3.3.2 Before each blasting of a large area and multiple boreholes, a blasting network design must be done. In the network design, the materials of the borehole detonating detonators and wires, the line connection method, and the waterproof performance of the explosive package must be considered. A blasting simulation test must be carried out to optimize the network design in a timely manner. At present, when detonating a network of multiple boreholes, multiple plastic detonating cords are generally connected in parallel and then grouped with 8# electric detonators or percussion to detonate. Since multiple plastic detonating cords are connected in parallel, the reliability of detonating with electric detonators is difficult to ensure that all of them are accurately detonated, in order to improve the accuracy rate, the number of electric detonators can be increased or small explosive packages can be added for detonation. In addition, the most important blasting network directly uses detonating cords and other measures such as parallel or series connection with multiple groups of boreholes for percussion detonation.

3.3.3 On the water surface of the blasting area with complex flow patterns, place the blasting network line on the water surface of several buoys to facilitate network connection and inspection, and prevent the rapid current from causing the wire to disconnect and refuse to explode.

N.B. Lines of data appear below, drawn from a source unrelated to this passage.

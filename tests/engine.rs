use std::num::NonZeroU32;

use rand::Rng;
use rand::SeedableRng;
use sat_convolve::convolve::{Generations, advance_scalar, apply};
use sat_convolve::{ConvolveConfig, ConvolveEngine, Grid, Kernel, KernelBackend, Scaling};

fn passes(n: u32) -> NonZeroU32 {
    NonZeroU32::new(n).unwrap()
}

fn grid(rows: &[&[i32]]) -> Grid {
    Grid::from_rows(rows.iter().map(|r| r.to_vec()).collect()).unwrap()
}

fn kernel(rows: &[&[i32]]) -> Kernel {
    Kernel::from_rows(rows.iter().map(|r| r.to_vec()).collect()).unwrap()
}

fn engine(backend: KernelBackend) -> ConvolveEngine {
    ConvolveEngine::with_config(ConvolveConfig::default().thread_count(2).kernel(backend)).unwrap()
}

fn random_grid(dim: usize, lo: i32, hi: i32, seed: u64) -> Grid {
    let mut rng = rand::rngs::StdRng::seed_from_u64(seed);
    let mut out = Grid::new(dim);
    for row in 0..dim {
        for col in 0..dim {
            out.set(row, col, rng.gen_range(lo..=hi));
        }
    }
    out
}

#[test]
fn output_keeps_input_shape() {
    let k = kernel(&[&[1, 1, 1], &[1, 1, 1], &[1, 1, 1]]);
    for dim in [3usize, 4, 7, 16] {
        let out = apply(random_grid(dim, -50, 50, dim as u64), &k, passes(3));
        assert_eq!(out.dim(), dim);
        assert_eq!(out.as_slice().len(), dim * dim);
    }
}

#[test]
fn every_pass_stays_within_saturation_bound() {
    let k = kernel(&[
        &[3, -7, 9, 1, 0],
        &[12, 40, -33, 8, 2],
        &[-5, 17, 64, -21, 6],
        &[9, 0, 11, 30, -4],
        &[1, 2, -9, 5, 7],
    ]);
    let engine = engine(KernelBackend::Scalar);
    let mut gens = Generations::new(random_grid(12, -1000, 1000, 0xA1));
    for _ in 0..5 {
        engine.step(&mut gens, &k);
        assert!(
            gens.current().as_slice().iter().all(|v| (-16..=16).contains(v)),
            "generation {} left the saturation range",
            gens.generation()
        );
    }
}

#[test]
fn custom_bound_is_respected() {
    let k = kernel(&[&[0, 0, 0], &[0, 1, 0], &[0, 0, 0]]);
    let config = ConvolveConfig::default()
        .thread_count(1)
        .scaling(Scaling::new(1, 100).unwrap());
    let engine = ConvolveEngine::with_config(config).unwrap();
    let out = engine.apply(grid(&[&[500, -500, 3], &[0, 99, -101], &[7, 8, 9]]), &k, passes(1));
    assert_eq!(out, grid(&[&[100, -100, 3], &[0, 99, -100], &[7, 8, 9]]));
}

#[test]
fn centered_kernel_is_identity() {
    let k = Kernel::centered(5, 16).unwrap();
    let input = random_grid(9, -16, 16, 0xB2);
    let out = apply(input.clone(), &k, passes(4));
    assert_eq!(out, input);
}

#[test]
fn corner_cell_excludes_taps_outside_the_grid() {
    // At (0,0) only kernel entries with row and column <= H overlap the grid.
    let mut rows = vec![vec![0; 5]; 5];
    for (r, row) in rows.iter_mut().enumerate() {
        for (c, w) in row.iter_mut().enumerate() {
            if r > 2 || c > 2 {
                *w = 100;
            }
        }
    }
    let k = Kernel::from_rows(rows).unwrap();
    let out = apply(Grid::filled(6, 16), &k, passes(1));
    assert_eq!(out.get(0, 0), 0);
    // The opposite corner sees those taps.
    assert_eq!(out.get(5, 5), 16);
}

#[test]
fn asymmetric_kernel_uses_reversed_position() {
    // Weight at kernel (0,1) applies to source offset (+1, 0) after the flip.
    let k = kernel(&[&[0, 16, 0], &[0, 0, 0], &[0, 0, 0]]);
    let input = grid(&[
        &[1, 2, 3, 4],
        &[5, 6, 7, 8],
        &[9, 10, 11, 12],
        &[13, 14, 15, 16],
    ]);
    let out = apply(input, &k, passes(1));
    assert_eq!(out.get(1, 2), 11);
    assert_eq!(
        out,
        grid(&[
            &[5, 6, 7, 8],
            &[9, 10, 11, 12],
            &[13, 14, 15, 16],
            &[0, 0, 0, 0],
        ])
    );
}

#[test]
fn asymmetric_weighted_sum_matches_hand_computation() {
    let k = kernel(&[&[1, 2, 0], &[0, 0, 3], &[0, 0, 0]]);
    let input = grid(&[
        &[1, 2, 3, 4],
        &[5, 6, 7, 8],
        &[9, 10, 11, 12],
        &[13, 14, 15, 16],
    ]);
    let unscaled = ConvolveEngine::with_config(
        ConvolveConfig::default()
            .thread_count(1)
            .scaling(Scaling::new(1, 10_000).unwrap()),
    )
    .unwrap();
    let out = unscaled.apply(input.clone(), &k, passes(1));
    // (1,1): reversed taps (+1,+1)*1 + (+1,0)*2 + (0,-1)*3 = 11 + 20 + 15.
    // A correlation would give 1 + 4 + 21 = 26.
    assert_eq!(out.get(1, 1), 46);
    // (0,0): (0,-1) is outside the grid.
    assert_eq!(out.get(0, 0), 6 + 10);
    // (3,3): both +1 row taps are outside the grid.
    assert_eq!(out.get(3, 3), 45);

    // Reference scaling: 46 / 16 truncates to 2.
    assert_eq!(apply(input, &k, passes(1)).get(1, 1), 2);
}

#[test]
fn second_pass_reads_complete_first_generation() {
    let k = kernel(&[&[1, 2, 1], &[2, 8, 2], &[1, 2, 1]]);
    let input = grid(&[
        &[16, -16, 8, 0],
        &[4, 12, -9, 16],
        &[-3, 0, 15, -16],
        &[7, 7, -7, 2],
    ]);

    let mut first = Grid::new(4);
    advance_scalar(&input, &mut first, &k, Scaling::default());
    let mut second = Grid::new(4);
    advance_scalar(&first, &mut second, &k, Scaling::default());

    for backend in [KernelBackend::Scalar, KernelBackend::Parallel] {
        assert_eq!(engine(backend).apply(input.clone(), &k, passes(2)), second);
    }
}

#[test]
fn negative_sum_truncates_toward_zero() {
    let k = Kernel::centered(3, 1).unwrap();
    let out = apply(grid(&[&[0, 0, 0], &[0, -17, 0], &[0, 0, 0]]), &k, passes(1));
    assert_eq!(out.get(1, 1), -1);

    let out = apply(grid(&[&[0, 0, 0], &[0, 17, 0], &[0, 0, 0]]), &k, passes(1));
    assert_eq!(out.get(1, 1), 1);
}

#[test]
fn uniform_grid_is_a_fixed_point() {
    let k = Kernel::centered(5, 16).unwrap();
    for n in [1, 2, 7] {
        let out = apply(Grid::filled(4, 5), &k, passes(n));
        assert_eq!(out, Grid::filled(4, 5), "{n} passes");
    }
}

#[test]
fn derived_scaling_reproduces_reference_for_sixteen_weight_kernel() {
    let k = kernel(&[
        &[0, 0, 1, 0, 0],
        &[0, 1, 2, 1, 0],
        &[1, 2, 0, 2, 1],
        &[0, 1, 2, 1, 0],
        &[0, 0, 1, 0, 0],
    ]);
    assert_eq!(Scaling::derived_from(&k), Scaling::default());
}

3.4 Measures for using micro-difference blasting technology

The micro-difference blasting technology with millisecond delay for blasthole charging not only reduces the amount of explosives in the largest section (shot) as much as possible to effectively reduce the threat of seismic waves and water shock to the safety of nearby buildings and ships, but also, when micro-difference delay blasting is carried out in each multi-hole large area, the seismic waves generated by the blasting of each blasthole are staggered to reduce the superposition of seismic stress, which is conducive to rock crushing and improving the efficiency of mechanical slag removal.

4 Conclusion

Underwater reef blasting is a special water transport project with huge engineering. During construction, strict and accurate implementation of the "Technical Specifications for Water Transport Engineering" is an important guarantee for obtaining high-quality and efficient project engineering. In the specific application of the various calculation parameters and technical measures in the "Specifications", small-scale tests before construction, or in construction practice, continuous summary and correction according to different conditions such as engineering geology and water patterns at each site, can obtain truly valuable parameters and technical measures.